**Work to complete**
Print the records below word for word, beginning with the first line and ending once the line containing "widened on the" is printed.

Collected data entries
[Start of Attachment]
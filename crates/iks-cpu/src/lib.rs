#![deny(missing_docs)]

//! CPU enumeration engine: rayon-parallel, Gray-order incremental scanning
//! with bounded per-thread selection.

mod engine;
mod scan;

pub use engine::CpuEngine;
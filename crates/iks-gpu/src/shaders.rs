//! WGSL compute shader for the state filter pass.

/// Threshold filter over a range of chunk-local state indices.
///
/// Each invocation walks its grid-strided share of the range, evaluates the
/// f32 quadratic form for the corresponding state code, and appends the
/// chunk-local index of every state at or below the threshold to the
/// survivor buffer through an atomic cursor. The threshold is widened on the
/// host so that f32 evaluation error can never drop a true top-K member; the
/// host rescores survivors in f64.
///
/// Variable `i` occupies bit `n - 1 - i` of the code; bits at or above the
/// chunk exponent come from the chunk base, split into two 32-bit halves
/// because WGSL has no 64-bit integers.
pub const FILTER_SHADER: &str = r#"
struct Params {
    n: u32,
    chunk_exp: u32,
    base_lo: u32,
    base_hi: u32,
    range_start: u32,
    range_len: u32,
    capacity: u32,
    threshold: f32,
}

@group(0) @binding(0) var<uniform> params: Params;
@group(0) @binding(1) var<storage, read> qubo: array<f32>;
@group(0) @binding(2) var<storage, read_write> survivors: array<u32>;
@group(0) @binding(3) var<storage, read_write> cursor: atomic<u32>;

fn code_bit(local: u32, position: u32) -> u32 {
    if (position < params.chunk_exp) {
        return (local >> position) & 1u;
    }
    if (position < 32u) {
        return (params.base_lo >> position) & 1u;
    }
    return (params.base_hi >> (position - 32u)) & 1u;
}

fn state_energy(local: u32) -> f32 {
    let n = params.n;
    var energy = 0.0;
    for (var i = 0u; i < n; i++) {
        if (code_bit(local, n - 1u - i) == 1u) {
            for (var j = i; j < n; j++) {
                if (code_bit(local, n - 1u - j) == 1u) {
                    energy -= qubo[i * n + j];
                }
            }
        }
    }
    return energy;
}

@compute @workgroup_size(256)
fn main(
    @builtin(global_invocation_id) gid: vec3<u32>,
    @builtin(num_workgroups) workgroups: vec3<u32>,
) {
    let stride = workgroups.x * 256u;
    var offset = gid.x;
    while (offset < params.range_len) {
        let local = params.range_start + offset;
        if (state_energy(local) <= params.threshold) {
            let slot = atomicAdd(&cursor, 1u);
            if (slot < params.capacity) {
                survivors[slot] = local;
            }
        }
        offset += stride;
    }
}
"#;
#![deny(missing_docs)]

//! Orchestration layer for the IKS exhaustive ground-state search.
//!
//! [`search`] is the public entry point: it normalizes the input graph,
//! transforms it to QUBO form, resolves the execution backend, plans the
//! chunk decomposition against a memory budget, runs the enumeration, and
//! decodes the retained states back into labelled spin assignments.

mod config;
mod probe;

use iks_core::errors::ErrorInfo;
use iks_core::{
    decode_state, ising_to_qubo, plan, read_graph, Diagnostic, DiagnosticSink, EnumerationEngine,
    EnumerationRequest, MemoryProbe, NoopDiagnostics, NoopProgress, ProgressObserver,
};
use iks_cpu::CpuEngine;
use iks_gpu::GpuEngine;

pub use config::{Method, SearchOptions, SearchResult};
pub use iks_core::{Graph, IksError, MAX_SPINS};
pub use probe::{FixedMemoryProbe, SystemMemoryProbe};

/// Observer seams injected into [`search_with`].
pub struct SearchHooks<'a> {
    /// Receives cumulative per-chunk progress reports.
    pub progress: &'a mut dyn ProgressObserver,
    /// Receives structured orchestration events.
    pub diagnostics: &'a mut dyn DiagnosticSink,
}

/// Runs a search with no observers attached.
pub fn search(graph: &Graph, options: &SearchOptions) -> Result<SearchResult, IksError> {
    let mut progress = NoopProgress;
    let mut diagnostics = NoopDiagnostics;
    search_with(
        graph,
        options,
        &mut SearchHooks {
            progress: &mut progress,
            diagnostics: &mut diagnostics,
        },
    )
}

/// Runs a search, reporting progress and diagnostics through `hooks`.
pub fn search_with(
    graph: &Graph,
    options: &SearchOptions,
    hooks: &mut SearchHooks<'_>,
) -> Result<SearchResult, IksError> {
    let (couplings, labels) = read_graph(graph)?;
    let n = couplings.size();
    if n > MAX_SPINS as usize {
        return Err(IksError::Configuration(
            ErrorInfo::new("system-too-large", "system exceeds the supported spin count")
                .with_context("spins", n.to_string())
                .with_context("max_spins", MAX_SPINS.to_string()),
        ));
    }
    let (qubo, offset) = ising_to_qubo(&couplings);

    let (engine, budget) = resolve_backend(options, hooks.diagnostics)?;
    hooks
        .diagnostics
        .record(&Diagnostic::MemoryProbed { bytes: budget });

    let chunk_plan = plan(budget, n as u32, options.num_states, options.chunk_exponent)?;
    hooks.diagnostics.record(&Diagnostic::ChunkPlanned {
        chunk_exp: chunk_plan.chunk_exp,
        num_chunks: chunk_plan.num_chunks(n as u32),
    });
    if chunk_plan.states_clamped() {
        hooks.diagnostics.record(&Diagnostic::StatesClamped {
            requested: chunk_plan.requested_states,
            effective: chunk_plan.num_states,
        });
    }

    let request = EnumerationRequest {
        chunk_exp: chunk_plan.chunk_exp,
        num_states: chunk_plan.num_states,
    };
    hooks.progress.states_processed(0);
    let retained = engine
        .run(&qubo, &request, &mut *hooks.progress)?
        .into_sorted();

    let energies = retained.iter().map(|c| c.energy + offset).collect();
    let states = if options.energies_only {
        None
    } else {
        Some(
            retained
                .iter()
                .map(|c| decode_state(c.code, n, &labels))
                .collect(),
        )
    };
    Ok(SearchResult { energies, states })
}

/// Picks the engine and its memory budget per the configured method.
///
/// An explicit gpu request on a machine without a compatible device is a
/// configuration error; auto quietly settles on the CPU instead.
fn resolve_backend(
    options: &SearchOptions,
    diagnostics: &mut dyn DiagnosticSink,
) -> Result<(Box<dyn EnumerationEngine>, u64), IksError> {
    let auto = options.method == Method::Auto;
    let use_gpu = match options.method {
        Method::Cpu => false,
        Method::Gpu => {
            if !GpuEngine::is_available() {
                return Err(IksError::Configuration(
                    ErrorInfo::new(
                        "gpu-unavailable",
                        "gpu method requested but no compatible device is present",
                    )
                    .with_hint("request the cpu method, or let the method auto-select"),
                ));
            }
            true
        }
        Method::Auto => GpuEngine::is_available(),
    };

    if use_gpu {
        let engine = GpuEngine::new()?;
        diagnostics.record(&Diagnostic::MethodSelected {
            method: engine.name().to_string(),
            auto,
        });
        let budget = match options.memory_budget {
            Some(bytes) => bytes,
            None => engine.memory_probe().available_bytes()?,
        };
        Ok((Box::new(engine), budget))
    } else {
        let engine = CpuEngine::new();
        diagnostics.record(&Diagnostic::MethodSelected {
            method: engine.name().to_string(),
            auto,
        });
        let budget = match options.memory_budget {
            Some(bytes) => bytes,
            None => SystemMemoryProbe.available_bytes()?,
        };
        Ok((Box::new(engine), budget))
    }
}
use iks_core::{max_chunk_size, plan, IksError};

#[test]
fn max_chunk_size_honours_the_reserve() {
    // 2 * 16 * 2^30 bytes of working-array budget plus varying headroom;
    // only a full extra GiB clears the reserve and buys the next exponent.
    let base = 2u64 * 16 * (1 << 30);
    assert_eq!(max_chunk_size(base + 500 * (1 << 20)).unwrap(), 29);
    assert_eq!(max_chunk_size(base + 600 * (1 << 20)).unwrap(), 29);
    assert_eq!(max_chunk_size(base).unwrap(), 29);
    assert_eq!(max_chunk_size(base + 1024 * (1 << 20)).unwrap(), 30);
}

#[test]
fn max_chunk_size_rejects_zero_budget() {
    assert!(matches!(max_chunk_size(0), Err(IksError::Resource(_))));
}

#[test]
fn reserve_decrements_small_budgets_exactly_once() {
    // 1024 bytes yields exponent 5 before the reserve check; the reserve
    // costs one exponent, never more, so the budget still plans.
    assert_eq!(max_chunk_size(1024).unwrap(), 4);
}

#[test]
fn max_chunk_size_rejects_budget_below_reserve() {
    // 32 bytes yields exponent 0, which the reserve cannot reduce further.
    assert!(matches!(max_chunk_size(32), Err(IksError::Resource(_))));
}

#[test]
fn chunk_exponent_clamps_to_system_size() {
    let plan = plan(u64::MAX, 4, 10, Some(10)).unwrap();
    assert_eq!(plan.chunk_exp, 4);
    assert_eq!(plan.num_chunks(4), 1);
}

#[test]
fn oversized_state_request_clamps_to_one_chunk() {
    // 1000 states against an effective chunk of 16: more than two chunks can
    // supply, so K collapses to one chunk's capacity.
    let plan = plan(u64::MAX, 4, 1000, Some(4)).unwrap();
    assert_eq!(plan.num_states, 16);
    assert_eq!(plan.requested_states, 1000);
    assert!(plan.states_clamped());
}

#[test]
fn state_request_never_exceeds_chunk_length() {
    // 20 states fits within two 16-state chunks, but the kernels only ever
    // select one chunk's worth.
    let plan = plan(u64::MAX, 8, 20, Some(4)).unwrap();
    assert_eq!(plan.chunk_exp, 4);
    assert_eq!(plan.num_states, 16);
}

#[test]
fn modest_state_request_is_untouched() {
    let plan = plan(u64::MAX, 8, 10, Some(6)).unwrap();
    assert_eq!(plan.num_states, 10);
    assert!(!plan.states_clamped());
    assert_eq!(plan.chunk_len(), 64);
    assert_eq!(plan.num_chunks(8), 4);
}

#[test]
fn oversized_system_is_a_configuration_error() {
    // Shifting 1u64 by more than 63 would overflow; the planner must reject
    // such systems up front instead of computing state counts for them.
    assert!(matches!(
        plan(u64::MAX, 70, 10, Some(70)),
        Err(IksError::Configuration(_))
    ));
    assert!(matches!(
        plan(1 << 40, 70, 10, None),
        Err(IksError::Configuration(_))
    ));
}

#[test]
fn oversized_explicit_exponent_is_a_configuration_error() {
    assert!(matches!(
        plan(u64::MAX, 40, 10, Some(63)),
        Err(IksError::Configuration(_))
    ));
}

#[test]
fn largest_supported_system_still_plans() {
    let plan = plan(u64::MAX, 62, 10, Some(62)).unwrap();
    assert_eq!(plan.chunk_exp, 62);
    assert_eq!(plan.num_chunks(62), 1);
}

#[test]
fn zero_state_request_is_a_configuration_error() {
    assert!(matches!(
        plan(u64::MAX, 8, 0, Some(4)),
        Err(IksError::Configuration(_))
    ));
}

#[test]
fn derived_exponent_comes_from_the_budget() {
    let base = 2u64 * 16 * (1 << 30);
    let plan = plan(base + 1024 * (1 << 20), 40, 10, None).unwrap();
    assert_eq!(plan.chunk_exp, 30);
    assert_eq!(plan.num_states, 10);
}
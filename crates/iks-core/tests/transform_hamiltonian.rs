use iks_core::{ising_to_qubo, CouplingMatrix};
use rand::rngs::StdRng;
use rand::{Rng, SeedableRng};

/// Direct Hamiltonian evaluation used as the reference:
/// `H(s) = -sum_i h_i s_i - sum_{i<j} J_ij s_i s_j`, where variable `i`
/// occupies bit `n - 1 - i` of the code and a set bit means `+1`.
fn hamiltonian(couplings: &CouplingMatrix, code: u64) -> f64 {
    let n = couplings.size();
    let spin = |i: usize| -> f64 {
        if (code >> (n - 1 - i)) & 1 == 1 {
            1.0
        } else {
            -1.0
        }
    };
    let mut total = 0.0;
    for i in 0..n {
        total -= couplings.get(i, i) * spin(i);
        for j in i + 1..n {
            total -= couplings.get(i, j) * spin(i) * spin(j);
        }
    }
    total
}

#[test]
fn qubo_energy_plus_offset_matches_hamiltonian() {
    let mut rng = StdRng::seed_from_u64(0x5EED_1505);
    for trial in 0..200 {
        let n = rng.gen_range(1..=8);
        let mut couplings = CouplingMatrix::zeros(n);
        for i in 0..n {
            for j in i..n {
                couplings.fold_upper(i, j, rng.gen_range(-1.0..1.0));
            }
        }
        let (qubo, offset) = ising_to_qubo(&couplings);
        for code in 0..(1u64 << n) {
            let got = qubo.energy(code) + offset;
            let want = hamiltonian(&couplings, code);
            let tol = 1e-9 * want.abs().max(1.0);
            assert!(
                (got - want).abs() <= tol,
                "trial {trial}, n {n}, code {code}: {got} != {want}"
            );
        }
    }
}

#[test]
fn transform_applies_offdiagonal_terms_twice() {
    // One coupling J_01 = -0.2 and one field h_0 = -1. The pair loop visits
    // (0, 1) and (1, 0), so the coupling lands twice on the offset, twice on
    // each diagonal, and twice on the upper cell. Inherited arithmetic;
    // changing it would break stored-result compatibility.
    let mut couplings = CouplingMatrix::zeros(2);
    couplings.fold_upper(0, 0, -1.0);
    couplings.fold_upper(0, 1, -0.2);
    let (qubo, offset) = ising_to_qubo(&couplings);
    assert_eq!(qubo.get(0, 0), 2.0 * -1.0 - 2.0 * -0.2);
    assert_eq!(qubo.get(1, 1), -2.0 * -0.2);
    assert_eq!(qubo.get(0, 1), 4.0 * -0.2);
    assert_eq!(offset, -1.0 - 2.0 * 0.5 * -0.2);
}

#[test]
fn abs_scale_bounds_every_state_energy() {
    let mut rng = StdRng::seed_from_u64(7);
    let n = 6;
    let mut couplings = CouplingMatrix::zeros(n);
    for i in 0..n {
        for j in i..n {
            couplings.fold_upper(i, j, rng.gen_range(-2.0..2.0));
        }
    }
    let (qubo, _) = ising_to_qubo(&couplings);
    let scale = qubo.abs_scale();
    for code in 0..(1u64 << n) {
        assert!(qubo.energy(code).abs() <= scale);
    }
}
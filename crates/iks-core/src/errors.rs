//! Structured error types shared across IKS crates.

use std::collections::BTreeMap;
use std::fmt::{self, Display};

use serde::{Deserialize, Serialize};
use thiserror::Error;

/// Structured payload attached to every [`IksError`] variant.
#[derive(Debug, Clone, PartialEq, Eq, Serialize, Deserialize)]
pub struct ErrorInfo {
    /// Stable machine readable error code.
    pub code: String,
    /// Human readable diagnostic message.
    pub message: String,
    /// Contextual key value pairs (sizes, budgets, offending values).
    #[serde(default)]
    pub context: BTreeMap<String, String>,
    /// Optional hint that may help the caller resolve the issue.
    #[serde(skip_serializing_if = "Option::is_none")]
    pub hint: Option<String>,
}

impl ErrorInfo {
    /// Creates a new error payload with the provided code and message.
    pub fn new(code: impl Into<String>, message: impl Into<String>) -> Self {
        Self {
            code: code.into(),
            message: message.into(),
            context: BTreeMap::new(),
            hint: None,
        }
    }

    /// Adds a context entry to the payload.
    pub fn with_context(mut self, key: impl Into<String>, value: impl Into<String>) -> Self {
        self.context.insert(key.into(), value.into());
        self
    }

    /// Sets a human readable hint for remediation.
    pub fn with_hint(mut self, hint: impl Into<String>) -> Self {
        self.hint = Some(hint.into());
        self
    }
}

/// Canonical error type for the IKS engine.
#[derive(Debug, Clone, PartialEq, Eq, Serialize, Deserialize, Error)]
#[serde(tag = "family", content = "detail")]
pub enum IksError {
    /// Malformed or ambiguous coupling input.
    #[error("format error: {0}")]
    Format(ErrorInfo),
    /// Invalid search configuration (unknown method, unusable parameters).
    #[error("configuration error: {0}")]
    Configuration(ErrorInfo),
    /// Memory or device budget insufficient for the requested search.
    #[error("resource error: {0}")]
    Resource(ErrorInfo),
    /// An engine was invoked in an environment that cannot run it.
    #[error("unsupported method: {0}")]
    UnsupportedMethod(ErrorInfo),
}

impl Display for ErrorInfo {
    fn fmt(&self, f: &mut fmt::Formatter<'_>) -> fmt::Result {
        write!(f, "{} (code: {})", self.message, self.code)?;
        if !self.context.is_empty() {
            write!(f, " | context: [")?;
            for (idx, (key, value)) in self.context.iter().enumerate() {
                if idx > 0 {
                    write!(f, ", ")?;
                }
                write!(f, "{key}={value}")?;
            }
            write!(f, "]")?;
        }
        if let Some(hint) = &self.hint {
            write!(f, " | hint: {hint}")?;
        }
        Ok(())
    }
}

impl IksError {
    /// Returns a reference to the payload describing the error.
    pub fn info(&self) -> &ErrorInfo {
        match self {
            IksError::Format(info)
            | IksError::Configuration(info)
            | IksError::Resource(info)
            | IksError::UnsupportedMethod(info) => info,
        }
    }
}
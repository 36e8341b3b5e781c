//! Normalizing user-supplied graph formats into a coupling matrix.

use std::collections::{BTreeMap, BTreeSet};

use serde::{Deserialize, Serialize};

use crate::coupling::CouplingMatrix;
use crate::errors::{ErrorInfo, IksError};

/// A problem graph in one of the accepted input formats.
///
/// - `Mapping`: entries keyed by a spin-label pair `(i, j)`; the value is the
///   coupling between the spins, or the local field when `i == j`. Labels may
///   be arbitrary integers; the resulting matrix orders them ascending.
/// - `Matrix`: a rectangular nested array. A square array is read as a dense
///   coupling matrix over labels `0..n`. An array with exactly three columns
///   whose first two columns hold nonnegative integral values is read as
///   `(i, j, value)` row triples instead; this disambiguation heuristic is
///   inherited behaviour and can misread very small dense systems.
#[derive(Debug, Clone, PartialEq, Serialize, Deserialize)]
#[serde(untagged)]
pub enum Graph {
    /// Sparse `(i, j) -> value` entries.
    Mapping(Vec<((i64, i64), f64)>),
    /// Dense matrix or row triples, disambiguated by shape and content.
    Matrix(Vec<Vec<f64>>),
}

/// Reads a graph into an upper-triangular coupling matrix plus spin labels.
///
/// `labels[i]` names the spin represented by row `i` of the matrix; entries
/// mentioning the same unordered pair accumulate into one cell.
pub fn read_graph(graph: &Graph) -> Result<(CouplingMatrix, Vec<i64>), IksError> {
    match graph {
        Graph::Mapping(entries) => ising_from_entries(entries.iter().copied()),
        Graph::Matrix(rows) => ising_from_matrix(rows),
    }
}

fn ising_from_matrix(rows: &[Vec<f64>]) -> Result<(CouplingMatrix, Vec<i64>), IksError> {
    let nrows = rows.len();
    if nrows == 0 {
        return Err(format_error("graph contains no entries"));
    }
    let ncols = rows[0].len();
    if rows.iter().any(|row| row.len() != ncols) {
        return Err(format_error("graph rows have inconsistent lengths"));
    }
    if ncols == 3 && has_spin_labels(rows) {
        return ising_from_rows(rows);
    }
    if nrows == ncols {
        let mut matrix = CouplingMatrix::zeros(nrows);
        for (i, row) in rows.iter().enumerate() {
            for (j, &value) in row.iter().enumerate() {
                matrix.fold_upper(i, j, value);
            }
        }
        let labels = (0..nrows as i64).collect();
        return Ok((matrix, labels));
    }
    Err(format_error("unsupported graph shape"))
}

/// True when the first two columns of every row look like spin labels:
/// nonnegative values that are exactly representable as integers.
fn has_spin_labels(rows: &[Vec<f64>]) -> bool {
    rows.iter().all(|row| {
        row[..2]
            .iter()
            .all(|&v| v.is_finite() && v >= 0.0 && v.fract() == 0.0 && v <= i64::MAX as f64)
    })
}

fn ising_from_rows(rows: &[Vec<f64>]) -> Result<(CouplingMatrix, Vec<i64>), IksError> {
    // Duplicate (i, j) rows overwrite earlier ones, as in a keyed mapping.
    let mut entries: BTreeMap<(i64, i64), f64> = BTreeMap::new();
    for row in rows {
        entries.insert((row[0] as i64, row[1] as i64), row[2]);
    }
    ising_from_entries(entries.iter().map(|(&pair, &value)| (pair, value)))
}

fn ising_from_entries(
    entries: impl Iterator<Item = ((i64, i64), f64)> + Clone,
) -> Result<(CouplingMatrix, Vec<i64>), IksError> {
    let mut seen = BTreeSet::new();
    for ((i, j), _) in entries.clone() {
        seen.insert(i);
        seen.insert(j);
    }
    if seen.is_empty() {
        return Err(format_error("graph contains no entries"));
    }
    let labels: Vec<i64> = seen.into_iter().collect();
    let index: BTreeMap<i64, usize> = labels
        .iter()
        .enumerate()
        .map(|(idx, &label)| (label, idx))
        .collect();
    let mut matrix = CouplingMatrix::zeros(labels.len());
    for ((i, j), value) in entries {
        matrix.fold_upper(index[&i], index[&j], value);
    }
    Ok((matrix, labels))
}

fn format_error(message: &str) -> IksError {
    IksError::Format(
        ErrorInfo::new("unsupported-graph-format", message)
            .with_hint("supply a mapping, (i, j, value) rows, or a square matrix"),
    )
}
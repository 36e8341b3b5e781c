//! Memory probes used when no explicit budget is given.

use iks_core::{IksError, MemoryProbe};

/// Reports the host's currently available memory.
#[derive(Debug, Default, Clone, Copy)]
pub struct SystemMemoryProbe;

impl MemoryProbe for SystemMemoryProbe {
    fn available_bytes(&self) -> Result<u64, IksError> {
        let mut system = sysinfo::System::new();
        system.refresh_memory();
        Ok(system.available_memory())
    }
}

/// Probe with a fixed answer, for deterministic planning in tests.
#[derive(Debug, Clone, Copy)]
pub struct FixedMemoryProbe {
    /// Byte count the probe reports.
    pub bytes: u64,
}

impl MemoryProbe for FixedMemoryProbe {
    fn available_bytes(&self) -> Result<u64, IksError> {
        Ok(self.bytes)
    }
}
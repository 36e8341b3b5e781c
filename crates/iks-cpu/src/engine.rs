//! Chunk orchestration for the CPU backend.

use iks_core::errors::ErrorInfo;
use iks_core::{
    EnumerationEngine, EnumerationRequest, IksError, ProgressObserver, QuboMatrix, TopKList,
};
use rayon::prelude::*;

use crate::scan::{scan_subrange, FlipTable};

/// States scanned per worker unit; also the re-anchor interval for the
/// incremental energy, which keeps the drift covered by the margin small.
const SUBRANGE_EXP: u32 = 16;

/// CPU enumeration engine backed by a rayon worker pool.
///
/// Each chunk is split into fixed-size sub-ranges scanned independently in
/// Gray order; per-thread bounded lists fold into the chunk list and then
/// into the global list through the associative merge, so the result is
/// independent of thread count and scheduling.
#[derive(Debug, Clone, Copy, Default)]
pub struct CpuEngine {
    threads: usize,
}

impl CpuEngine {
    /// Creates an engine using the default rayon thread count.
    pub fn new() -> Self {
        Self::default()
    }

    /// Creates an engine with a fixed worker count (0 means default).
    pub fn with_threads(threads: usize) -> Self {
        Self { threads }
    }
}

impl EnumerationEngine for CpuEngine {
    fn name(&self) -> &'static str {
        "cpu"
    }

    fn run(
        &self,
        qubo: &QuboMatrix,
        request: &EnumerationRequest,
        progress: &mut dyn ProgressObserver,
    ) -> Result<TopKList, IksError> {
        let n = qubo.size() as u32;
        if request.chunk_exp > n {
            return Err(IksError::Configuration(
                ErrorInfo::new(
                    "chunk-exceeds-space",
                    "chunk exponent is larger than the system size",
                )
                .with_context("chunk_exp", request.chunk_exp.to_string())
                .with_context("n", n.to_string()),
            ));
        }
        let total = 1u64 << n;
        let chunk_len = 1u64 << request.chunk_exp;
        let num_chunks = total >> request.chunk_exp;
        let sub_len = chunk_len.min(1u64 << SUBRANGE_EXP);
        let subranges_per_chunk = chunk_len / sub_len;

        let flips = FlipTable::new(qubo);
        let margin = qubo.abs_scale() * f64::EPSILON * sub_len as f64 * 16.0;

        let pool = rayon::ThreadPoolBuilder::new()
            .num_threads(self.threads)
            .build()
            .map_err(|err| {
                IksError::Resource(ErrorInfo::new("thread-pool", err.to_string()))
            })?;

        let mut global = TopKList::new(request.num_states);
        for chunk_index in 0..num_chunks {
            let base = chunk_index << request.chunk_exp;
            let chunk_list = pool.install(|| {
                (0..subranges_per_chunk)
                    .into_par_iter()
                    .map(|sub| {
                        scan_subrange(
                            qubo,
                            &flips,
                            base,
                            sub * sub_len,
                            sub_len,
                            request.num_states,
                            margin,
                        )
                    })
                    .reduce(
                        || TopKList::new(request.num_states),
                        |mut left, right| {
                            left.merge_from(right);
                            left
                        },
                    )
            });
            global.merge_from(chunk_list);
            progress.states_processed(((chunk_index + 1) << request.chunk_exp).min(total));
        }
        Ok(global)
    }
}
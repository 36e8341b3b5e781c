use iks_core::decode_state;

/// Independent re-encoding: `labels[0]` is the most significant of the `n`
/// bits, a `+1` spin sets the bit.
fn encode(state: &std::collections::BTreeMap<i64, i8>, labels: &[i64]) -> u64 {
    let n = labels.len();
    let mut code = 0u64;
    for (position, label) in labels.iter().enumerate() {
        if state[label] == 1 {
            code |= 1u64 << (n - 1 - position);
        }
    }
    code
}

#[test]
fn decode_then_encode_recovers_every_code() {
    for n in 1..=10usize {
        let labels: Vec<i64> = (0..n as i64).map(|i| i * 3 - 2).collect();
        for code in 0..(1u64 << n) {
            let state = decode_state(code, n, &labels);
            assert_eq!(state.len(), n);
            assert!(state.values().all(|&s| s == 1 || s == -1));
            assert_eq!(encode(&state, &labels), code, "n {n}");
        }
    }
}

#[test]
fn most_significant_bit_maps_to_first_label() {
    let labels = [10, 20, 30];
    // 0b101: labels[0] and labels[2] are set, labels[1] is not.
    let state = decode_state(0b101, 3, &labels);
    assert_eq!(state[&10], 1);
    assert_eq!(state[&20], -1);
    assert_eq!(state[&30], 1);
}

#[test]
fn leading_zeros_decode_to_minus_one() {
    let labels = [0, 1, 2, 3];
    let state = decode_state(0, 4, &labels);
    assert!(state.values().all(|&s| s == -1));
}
[End of Attachment]
**Answer below**
filename crates/iks-cpu/src/lib.rs
#![deny(missing_docs)]

//! CPU enumeration engine: rayon-parallel, Gray-order incremental scanning
//! with bounded per-thread selection.

mod engine;
mod scan;

pub use engine::CpuEngine;
filename crates/iks-gpu/src/shaders.rs
//! WGSL compute shader for the state filter pass.

/// Threshold filter over a range of chunk-local state indices.
///
/// Each invocation walks its grid-strided share of the range, evaluates the
/// f32 quadratic form for the corresponding state code, and appends the
/// chunk-local index of every state at or below the threshold to the
/// survivor buffer through an atomic cursor. The threshold is widened on the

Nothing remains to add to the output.